[[ Records provided, beginning ]]

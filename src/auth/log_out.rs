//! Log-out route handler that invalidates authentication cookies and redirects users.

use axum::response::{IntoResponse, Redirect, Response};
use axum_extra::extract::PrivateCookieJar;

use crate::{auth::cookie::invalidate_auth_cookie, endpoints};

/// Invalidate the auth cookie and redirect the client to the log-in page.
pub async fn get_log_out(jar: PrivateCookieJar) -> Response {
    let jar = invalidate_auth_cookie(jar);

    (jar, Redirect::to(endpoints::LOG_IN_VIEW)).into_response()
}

[[ Records provided, end ]]

◆ Brief ◆
From beginning to end, the data must be duplicated exactly.

◆ The completed task ◆
filename src/auth/log_out.rs
//! Log-out route handler that invalidates authentication cookies and redirects users.

use axum::response::{IntoResponse, Redirect, Response};
use axum_extra::extract::PrivateCookieJar;

use crate::{auth::cookie::invalidate_auth_cookie, endpoints};

/// Invalidate the auth cookie and redirect the client to the log-in page.
pub async fn get_log_out(jar: PrivateCookieJar) -> Response {
    let jar = invalidate_auth_cookie(jar);

    (jar, Redirect::to(endpoints::LOG_IN_VIEW)).into_response()
}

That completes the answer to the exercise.